--- Description of the task ---
How many lines in the records below contain "ColorfulTheme"? Reply with the number only.

┌──

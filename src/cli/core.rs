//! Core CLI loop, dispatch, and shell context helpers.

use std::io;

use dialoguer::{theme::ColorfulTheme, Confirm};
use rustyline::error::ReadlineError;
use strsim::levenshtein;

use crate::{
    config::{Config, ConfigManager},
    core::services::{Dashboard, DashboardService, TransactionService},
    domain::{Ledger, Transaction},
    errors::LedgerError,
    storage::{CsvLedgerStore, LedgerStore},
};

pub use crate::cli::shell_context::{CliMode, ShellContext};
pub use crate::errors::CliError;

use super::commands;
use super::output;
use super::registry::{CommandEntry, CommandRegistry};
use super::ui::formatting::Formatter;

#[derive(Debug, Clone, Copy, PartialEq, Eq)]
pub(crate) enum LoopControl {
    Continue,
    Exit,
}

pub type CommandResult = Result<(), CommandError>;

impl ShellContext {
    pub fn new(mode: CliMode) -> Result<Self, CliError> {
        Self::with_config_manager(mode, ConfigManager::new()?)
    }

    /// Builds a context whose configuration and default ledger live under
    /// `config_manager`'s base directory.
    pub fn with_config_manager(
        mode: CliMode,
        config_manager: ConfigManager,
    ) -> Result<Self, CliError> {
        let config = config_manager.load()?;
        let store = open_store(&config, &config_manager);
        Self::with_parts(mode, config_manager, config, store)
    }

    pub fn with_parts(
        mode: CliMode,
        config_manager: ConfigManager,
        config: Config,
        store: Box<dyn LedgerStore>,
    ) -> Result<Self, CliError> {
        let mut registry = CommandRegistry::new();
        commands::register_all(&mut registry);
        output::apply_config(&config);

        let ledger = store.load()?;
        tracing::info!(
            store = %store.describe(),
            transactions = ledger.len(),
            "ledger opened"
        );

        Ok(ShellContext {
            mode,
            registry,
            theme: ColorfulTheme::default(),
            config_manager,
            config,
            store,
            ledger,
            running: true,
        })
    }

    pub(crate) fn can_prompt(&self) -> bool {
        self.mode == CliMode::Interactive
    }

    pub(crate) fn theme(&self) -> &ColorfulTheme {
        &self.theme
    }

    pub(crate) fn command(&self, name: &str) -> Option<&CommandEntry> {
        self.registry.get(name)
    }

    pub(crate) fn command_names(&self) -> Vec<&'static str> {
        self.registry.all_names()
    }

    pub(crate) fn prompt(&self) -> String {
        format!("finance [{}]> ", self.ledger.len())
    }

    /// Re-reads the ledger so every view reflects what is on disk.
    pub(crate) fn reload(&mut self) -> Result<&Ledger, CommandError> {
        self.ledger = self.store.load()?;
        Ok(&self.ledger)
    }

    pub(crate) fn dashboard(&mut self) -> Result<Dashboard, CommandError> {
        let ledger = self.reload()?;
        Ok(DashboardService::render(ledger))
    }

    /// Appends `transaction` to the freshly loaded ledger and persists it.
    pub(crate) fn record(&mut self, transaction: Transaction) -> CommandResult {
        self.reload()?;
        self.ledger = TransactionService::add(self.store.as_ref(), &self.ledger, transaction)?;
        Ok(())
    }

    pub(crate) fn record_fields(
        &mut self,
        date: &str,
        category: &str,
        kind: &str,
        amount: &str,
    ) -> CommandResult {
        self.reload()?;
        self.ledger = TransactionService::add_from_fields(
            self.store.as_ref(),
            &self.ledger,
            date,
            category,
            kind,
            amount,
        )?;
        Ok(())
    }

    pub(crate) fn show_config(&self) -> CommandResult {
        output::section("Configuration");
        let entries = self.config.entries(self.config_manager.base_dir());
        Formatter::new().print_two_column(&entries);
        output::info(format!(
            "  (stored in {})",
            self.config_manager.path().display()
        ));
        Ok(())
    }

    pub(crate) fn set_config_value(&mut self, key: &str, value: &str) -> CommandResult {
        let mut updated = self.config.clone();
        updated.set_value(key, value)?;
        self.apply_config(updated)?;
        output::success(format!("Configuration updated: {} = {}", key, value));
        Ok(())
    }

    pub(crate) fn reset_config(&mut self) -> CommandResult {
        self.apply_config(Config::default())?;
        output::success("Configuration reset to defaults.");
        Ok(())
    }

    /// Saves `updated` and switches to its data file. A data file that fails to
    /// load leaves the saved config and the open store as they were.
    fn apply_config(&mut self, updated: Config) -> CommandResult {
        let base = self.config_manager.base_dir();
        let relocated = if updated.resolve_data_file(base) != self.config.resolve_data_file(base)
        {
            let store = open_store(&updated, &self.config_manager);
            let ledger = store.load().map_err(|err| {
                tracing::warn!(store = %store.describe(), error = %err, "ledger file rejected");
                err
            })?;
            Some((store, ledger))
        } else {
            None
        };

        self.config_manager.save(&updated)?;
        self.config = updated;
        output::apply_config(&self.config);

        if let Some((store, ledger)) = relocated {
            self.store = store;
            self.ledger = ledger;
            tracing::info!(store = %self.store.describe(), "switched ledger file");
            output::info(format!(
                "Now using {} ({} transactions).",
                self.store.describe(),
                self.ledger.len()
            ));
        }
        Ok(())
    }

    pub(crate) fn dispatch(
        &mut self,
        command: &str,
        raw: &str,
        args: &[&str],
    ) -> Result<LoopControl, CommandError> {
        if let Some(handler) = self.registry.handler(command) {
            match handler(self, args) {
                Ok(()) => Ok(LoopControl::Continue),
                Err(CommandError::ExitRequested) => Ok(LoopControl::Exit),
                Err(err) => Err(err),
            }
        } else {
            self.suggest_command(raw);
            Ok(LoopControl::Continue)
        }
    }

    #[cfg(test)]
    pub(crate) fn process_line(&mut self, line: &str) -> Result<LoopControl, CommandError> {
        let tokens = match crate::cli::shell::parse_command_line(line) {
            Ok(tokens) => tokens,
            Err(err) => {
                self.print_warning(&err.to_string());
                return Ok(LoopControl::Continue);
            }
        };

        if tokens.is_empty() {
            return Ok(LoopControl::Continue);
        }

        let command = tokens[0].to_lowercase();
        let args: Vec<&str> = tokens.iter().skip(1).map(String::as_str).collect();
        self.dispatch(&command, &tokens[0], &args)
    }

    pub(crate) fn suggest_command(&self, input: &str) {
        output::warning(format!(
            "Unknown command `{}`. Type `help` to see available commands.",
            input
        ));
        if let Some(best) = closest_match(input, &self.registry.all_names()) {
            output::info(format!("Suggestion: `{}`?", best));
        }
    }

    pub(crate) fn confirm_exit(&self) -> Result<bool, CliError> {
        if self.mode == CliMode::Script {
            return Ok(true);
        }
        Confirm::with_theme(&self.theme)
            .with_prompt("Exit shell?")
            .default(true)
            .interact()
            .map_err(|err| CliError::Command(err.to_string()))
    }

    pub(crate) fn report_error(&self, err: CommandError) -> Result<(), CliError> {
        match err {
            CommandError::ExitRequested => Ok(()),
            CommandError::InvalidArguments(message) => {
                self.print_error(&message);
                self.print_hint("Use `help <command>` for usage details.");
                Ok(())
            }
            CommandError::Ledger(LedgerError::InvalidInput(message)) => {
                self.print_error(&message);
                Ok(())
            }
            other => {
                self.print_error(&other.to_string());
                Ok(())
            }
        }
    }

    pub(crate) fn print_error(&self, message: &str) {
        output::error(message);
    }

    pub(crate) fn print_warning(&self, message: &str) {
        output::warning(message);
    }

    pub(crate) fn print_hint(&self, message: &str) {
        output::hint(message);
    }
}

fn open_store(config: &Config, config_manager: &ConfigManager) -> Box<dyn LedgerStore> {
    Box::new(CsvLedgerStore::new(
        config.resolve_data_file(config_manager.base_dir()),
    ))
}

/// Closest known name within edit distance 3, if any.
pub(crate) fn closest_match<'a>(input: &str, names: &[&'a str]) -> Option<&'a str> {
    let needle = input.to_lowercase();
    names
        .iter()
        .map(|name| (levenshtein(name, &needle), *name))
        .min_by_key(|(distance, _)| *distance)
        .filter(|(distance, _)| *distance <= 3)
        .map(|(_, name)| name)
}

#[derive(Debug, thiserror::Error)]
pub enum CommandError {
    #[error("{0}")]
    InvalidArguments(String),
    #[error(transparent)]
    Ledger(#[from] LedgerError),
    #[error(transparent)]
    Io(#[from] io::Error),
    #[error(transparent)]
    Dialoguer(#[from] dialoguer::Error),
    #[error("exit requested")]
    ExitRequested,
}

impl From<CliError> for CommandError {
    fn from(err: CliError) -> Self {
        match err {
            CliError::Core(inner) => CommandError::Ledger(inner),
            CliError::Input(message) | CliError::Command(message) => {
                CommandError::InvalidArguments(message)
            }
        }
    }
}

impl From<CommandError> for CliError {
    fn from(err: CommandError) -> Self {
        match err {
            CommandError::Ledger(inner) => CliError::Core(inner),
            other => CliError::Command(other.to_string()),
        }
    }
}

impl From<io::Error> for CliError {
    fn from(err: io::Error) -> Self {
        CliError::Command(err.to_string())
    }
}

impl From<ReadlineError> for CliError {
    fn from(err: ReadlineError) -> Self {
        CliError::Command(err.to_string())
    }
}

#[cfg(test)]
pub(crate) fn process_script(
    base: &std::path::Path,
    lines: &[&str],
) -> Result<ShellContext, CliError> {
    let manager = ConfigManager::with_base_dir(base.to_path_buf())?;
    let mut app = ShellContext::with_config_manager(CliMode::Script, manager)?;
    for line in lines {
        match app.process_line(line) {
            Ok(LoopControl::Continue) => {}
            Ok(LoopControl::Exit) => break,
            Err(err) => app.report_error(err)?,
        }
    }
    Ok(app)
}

└──

--- Finished task ---
3